§ **Instructions to follow**
Examine each line of the data. Copy those that contain the string "failed".

(Saved entries)
★ ★ ★

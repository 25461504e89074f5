//! Boltz prediction-output metadata.
//!
//! A prediction run leaves a directory tree with per-model structure files
//! (`*_model_<N>.pdb` / `.cif`), per-model `confidence_*_model_<N>.json`
//! summaries, and an optional ensemble `affinity_*.json`. This module finds
//! those files by naming convention and parses the metadata; the interaction
//! core never depends on any of it.

use crate::errors::AnalysisError;
use polars::prelude::*;
use regex::Regex;
use serde::Deserialize;
use std::collections::{BTreeMap, BTreeSet};
use std::path::{Path, PathBuf};

/// Per-model confidence metrics emitted by the predictor.
///
/// Every field is optional; absent metrics stay null in the summary table.
#[derive(Debug, Clone, Default, Deserialize)]
pub struct ConfidenceSummary {
    /// Aggregated model confidence.
    #[serde(default)]
    pub confidence_score: Option<f64>,
    /// Predicted TM-score.
    #[serde(default)]
    pub ptm: Option<f64>,
    /// Interface predicted TM-score.
    #[serde(default)]
    pub iptm: Option<f64>,
    /// Ligand-interface predicted TM-score.
    #[serde(default)]
    pub ligand_iptm: Option<f64>,
    /// Protein-interface predicted TM-score.
    #[serde(default)]
    pub protein_iptm: Option<f64>,
    /// Mean per-residue confidence over the complex.
    #[serde(default)]
    pub complex_plddt: Option<f64>,
    /// Mean interface per-residue confidence.
    #[serde(default)]
    pub complex_iplddt: Option<f64>,
    /// Mean pairwise distance error over the complex.
    #[serde(default)]
    pub complex_pde: Option<f64>,
    /// Mean interface pairwise distance error.
    #[serde(default)]
    pub complex_ipde: Option<f64>,
}

/// Ensemble binding-affinity estimates, metric name to value.
///
/// Ordered map so reports iterate deterministically.
pub type AffinitySummary = BTreeMap<String, f64>;

/// All files under `dir`, depth first with sorted directory entries.
///
/// Sorting makes discovery independent of filesystem enumeration order.
fn walk_files(dir: &Path, files: &mut Vec<PathBuf>) -> std::io::Result<()> {
    let mut entries = std::fs::read_dir(dir)?.collect::<Result<Vec<_>, _>>()?;
    entries.sort_by_key(|e| e.file_name());
    for entry in entries {
        let path = entry.path();
        if path.is_dir() {
            walk_files(&path, files)?;
        } else {
            files.push(path);
        }
    }
    Ok(())
}

fn file_name(path: &Path) -> &str {
    path.file_name().and_then(|n| n.to_str()).unwrap_or("")
}

/// Find the first file whose name matches `pattern`, in sorted walk order.
pub fn find_model_file(dir: &Path, pattern: &Regex) -> Result<PathBuf, AnalysisError> {
    let mut files = Vec::new();
    walk_files(dir, &mut files)?;
    files
        .into_iter()
        .find(|p| pattern.is_match(file_name(p)))
        .ok_or_else(|| {
            AnalysisError::Metadata(format!(
                "no file matching `{pattern}` found under {dir}",
                dir = dir.display()
            ))
        })
}

/// The structure file for one model number.
pub fn structure_file_for_model(dir: &Path, model_num: usize) -> Result<PathBuf, AnalysisError> {
    let pattern = Regex::new(&format!(r"_model_{model_num}\.(pdb|cif)$")).unwrap();
    find_model_file(dir, &pattern)
}

/// All model numbers with a structure file under `dir`, sorted and deduplicated.
pub fn discover_model_numbers(dir: &Path) -> Result<Vec<usize>, AnalysisError> {
    let pattern = Regex::new(r"_model_(\d+)\.(pdb|cif)$").unwrap();
    let mut files = Vec::new();
    walk_files(dir, &mut files)?;

    let numbers: BTreeSet<usize> = files
        .iter()
        .filter_map(|p| pattern.captures(file_name(p)))
        .filter_map(|c| c[1].parse().ok())
        .collect();
    Ok(numbers.into_iter().collect())
}

/// Parse every `confidence_*_model_<N>.json` under `dir` into a table sorted
/// by model number.
///
/// Columns: `model_num` plus the [`ConfidenceSummary`] metrics. Finding no
/// confidence file at all is an error; a prediction directory without them
/// is not usable for model selection.
pub fn confidence_table(dir: &Path) -> Result<DataFrame, AnalysisError> {
    let model_re = Regex::new(r"_model_(\d+)\.json$").unwrap();
    let mut files = Vec::new();
    walk_files(dir, &mut files)?;

    let mut rows: Vec<(u32, ConfidenceSummary)> = Vec::new();
    for path in files {
        let name = file_name(&path);
        if !name.starts_with("confidence") || !name.ends_with(".json") {
            continue;
        }
        let Some(captures) = model_re.captures(name) else {
            continue;
        };
        let model_num: u32 = captures[1].parse().map_err(|_| {
            AnalysisError::Metadata(format!("model number out of range in `{name}`"))
        })?;

        let contents = std::fs::read_to_string(&path)?;
        let summary: ConfidenceSummary = serde_json::from_str(&contents).map_err(|e| {
            AnalysisError::Metadata(format!(
                "failed to parse confidence file `{path}`: {e}",
                path = path.display()
            ))
        })?;
        rows.push((model_num, summary));
    }

    if rows.is_empty() {
        return Err(AnalysisError::Metadata(format!(
            "no confidence_*.json files found under {dir}",
            dir = dir.display()
        )));
    }
    rows.sort_by_key(|(model_num, _)| *model_num);

    Ok(df!(
        "model_num" => rows.iter().map(|(n, _)| *n).collect::<Vec<u32>>(),
        "confidence_score" => rows.iter().map(|(_, c)| c.confidence_score).collect::<Vec<Option<f64>>>(),
        "ptm" => rows.iter().map(|(_, c)| c.ptm).collect::<Vec<Option<f64>>>(),
        "iptm" => rows.iter().map(|(_, c)| c.iptm).collect::<Vec<Option<f64>>>(),
        "ligand_iptm" => rows.iter().map(|(_, c)| c.ligand_iptm).collect::<Vec<Option<f64>>>(),
        "protein_iptm" => rows.iter().map(|(_, c)| c.protein_iptm).collect::<Vec<Option<f64>>>(),
        "complex_plddt" => rows.iter().map(|(_, c)| c.complex_plddt).collect::<Vec<Option<f64>>>(),
        "complex_iplddt" => rows.iter().map(|(_, c)| c.complex_iplddt).collect::<Vec<Option<f64>>>(),
        "complex_pde" => rows.iter().map(|(_, c)| c.complex_pde).collect::<Vec<Option<f64>>>(),
        "complex_ipde" => rows.iter().map(|(_, c)| c.complex_ipde).collect::<Vec<Option<f64>>>(),
    )
    .unwrap())
}

/// The ensemble `affinity_*.json`, if the prediction produced one.
pub fn find_affinity_json(dir: &Path) -> Result<Option<PathBuf>, AnalysisError> {
    let mut files = Vec::new();
    walk_files(dir, &mut files)?;
    Ok(files.into_iter().find(|p| {
        let name = file_name(p);
        name.starts_with("affinity") && name.ends_with(".json")
    }))
}

/// Parse an affinity file into its metric map.
pub fn parse_affinity(path: &Path) -> Result<AffinitySummary, AnalysisError> {
    let contents = std::fs::read_to_string(path)?;
    serde_json::from_str(&contents).map_err(|e| {
        AnalysisError::Metadata(format!(
            "failed to parse affinity file `{path}`: {e}",
            path = path.display()
        ))
    })
}

#[cfg(test)]
mod tests {
    use super::*;

    fn write(dir: &Path, name: &str, contents: &str) {
        std::fs::write(dir.join(name), contents).unwrap();
    }

    #[test]
    fn confidence_table_is_sorted_by_model_number() {
        let dir = tempfile::tempdir().unwrap();
        write(
            dir.path(),
            "confidence_target_model_2.json",
            r#"{"confidence_score": 0.71, "ptm": 0.8}"#,
        );
        write(
            dir.path(),
            "confidence_target_model_0.json",
            r#"{"confidence_score": 0.93, "ptm": 0.9, "iptm": 0.85}"#,
        );

        let df = confidence_table(dir.path()).unwrap();
        assert_eq!(df.height(), 2);
        let model_nums: Vec<Option<u32>> =
            df.column("model_num").unwrap().u32().unwrap().iter().collect();
        assert_eq!(model_nums, vec![Some(0), Some(2)]);
    }

    #[test]
    fn missing_confidence_files_are_an_error() {
        let dir = tempfile::tempdir().unwrap();
        write(dir.path(), "notes.txt", "nothing to see");
        assert!(matches!(
            confidence_table(dir.path()),
            Err(AnalysisError::Metadata(_))
        ));
    }

    #[test]
    fn model_discovery_walks_subdirectories() {
        let dir = tempfile::tempdir().unwrap();
        let nested = dir.path().join("predictions");
        std::fs::create_dir(&nested).unwrap();
        write(&nested, "target_model_1.pdb", "");
        write(&nested, "target_model_0.cif", "");
        write(&nested, "plddt_target_model_0.npz", "");

        assert_eq!(discover_model_numbers(dir.path()).unwrap(), vec![0, 1]);
        let found = structure_file_for_model(dir.path(), 1).unwrap();
        assert!(found.ends_with("predictions/target_model_1.pdb"));
        assert!(structure_file_for_model(dir.path(), 7).is_err());
    }

    #[test]
    fn affinity_roundtrip() {
        let dir = tempfile::tempdir().unwrap();
        write(
            dir.path(),
            "affinity_target.json",
            r#"{"affinity_pred_value": 1.234, "affinity_probability_binary": 0.87}"#,
        );

        let path = find_affinity_json(dir.path()).unwrap().unwrap();
        let affinity = parse_affinity(&path).unwrap();
        assert_eq!(
            affinity.keys().collect::<Vec<&String>>(),
            vec!["affinity_pred_value", "affinity_probability_binary"]
        );
        assert_eq!(affinity["affinity_probability_binary"], 0.87);
    }

    #[test]
    fn no_affinity_file_is_not_an_error() {
        let dir = tempfile::tempdir().unwrap();
        assert!(find_affinity_json(dir.path()).unwrap().is_none());
    }
}
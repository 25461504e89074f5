pub(crate) mod confidence;
pub(crate) mod contacts;
pub(crate) mod report;

use boltzana::{ConfigError, Cutoffs};

/// Per-category distance cutoffs, in the input structure's length unit.
#[derive(clap::Args, Debug, Clone, Copy)]
pub(crate) struct CutoffArgs {
    /// Distance cutoff for hydrogen bonds
    #[arg(long, default_value_t = 3.5)]
    hbond_cutoff: f64,

    /// Distance cutoff for salt bridges
    #[arg(long, default_value_t = 4.0)]
    salt_bridge_cutoff: f64,

    /// Distance cutoff for the aromatic stacking proxy
    #[arg(long, default_value_t = 5.0)]
    pi_pi_cutoff: f64,

    /// Distance cutoff for hydrophobic contacts
    #[arg(long, default_value_t = 4.0)]
    hydrophobic_cutoff: f64,
}

impl CutoffArgs {
    pub(crate) fn to_cutoffs(self) -> Result<Cutoffs, ConfigError> {
        Cutoffs::new(
            self.hbond_cutoff,
            self.salt_bridge_cutoff,
            self.pi_pi_cutoff,
            self.hydrophobic_cutoff,
        )
    }
}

★ ★ ★

§ **Solution below**
                "failed to parse confidence file `{path}`: {e}",
            "failed to parse affinity file `{path}`: {e}",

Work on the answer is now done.